Para uma situação não tão comum em uma cidade como Fortaleza, temas assim inflamam as mídias sociais, sedentas para compartilhar novos assuntos. Sabe-se que essa necessidade de comunicação é intrínseca ao próprio homem, mas há de se observar nas mídias sociais que alguns indivíduos se valem da oportunidade gerada por uma situação delicada para tornarem microcentrais de informação, para onde os holofotes de seus amigos e seguidores se viram

É um "universo paralelo" que foi criado e causou todo esse temor?

O que muito ocorre nas redes sociais da Internet é uma inflamação de informações, a ponto de tornar fatos verídicos em verdadeiros exageros de amplitude nacional, em questão de minutos.
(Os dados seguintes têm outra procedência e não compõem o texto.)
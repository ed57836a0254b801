//! Subcommand implementations

use crate::logging::RequestLogEntry;
use crate::output;
use anyhow::Result;
use sift_common::database::SqliteDatabase;
use sift_common::knowledge::{default_passages, load_passages, KeywordRetriever};
use sift_common::llm_client::HttpCompletionClient;
use sift_common::{guardrail, Answer, Collaborators, DispatchController, SiftConfig, SiftError};
use std::path::PathBuf;
use std::sync::Arc;
use std::time::Instant;
use tracing::info;

/// Create collaborator handles once and wire the controller
pub fn build_controller(config: &SiftConfig) -> Result<DispatchController> {
    let llm = Arc::new(HttpCompletionClient::new(config.llm.clone())?);
    let db = Arc::new(SqliteDatabase::open(&config.database.path)?);

    let passages = match &config.retrieval.corpus_path {
        Some(path) => load_passages(path)?,
        None => default_passages(),
    };
    let retriever = Arc::new(KeywordRetriever::new(passages, config.retrieval.top_k));

    info!(
        model = %config.llm.model,
        database = %config.database.path.display(),
        passages = retriever.len(),
        "Collaborators ready"
    );

    Ok(DispatchController::from_collaborators(Collaborators {
        llm,
        schema: db.clone(),
        executor: db,
        retriever,
    }))
}

/// Handle one question: answer, print, log
pub fn answer_question(
    controller: &DispatchController,
    question: &str,
) -> Result<Answer, SiftError> {
    let req_id = RequestLogEntry::generate_req_id();
    let started = Instant::now();

    let result = controller.handle(question);

    let duration_ms = started.elapsed().as_millis() as u64;
    RequestLogEntry::from_result(&req_id, question, &result, duration_ms).write();

    match &result {
        Ok(answer) => output::display_answer(answer),
        Err(e) => output::display_error(&e.to_string()),
    }
    result
}

/// Answer one question; false when it failed (already displayed and logged)
pub fn ask(config: &SiftConfig, question: &str) -> Result<bool> {
    let question = question.trim();
    if question.is_empty() {
        anyhow::bail!("Question must not be empty");
    }

    let controller = build_controller(config)?;
    Ok(answer_question(&controller, question).is_ok())
}

/// Run a statement through the guardrail only; true when it passes
pub fn check_sql(statement: &str) -> bool {
    let verdict = guardrail::check(statement);
    output::display_verdict(statement, &verdict);
    verdict.is_safe()
}

pub fn init_demo(config: &SiftConfig, path: Option<PathBuf>) -> Result<()> {
    let path = path.unwrap_or_else(|| config.database.path.clone());
    let db = SqliteDatabase::open(&path)?;
    db.seed_demo()?;
    println!("Demo database ready at {}", path.display());
    Ok(())
}

pub fn config(config: &SiftConfig, init: bool) -> Result<()> {
    if init {
        let path = SiftConfig::user_config_path()?;
        if path.exists() {
            anyhow::bail!("{} already exists", path.display());
        }
        SiftConfig::default().save_to(&path)?;
        println!("Wrote default configuration to {}", path.display());
        return Ok(());
    }

    let rendered = toml_string(config)?;
    print!("{}", rendered);
    Ok(())
}

fn toml_string(config: &SiftConfig) -> Result<String> {
    // api_key never reaches the terminal
    let mut shown = config.clone();
    if shown.llm.api_key.is_some() {
        shown.llm.api_key = Some("********".to_string());
    }
    shown.to_toml_string()
}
É fato que o Ceará está mais vulnerável à violência diante da atual crise na segurança pública, mas também não é razoável tratamos nosso Estado como o novo Iraque.

Contudo, não é fácil cobrar de qualquer grupo social, seja ele online ou offline, que haja esse clareza sobre razoabilidade. Cada indivíduo tem diversas necessidades psicológicas e sociais, mas algumas das que mais se destacam nas redes sociais da Internet são justamente o reforço de identidades e o apreço por valores como visibilidade e popularidade. Muito por essa razão, usuários de redes sociais inflamam informações e espalham exageros, perpetuando clima de tensão em grande amplitude por toda a cidade

Está tendo uma desinformação, um mal uso dessas redes sociais e a quem interessa tudo isso?

Não é de hoje que se discute a qualidade do conteúdo na internet. É fato que as mídias sociais potencializam a comunicação a níveis nunca antes vistos e que isso pode auxiliar movimentos em prol de ações construtivas. Mas o poder da comunicação social enseja também uma responsabilidade sobre o que é divulgado.

Não defendo que limitemos a comunicação que cada indivíduo adquiriu com as redes sociais, mas acredito que, cada vez mais, devemos saber o que ouvir e como ler, para que não nos desloquemos para o lado errado meramente como um movimento de manada.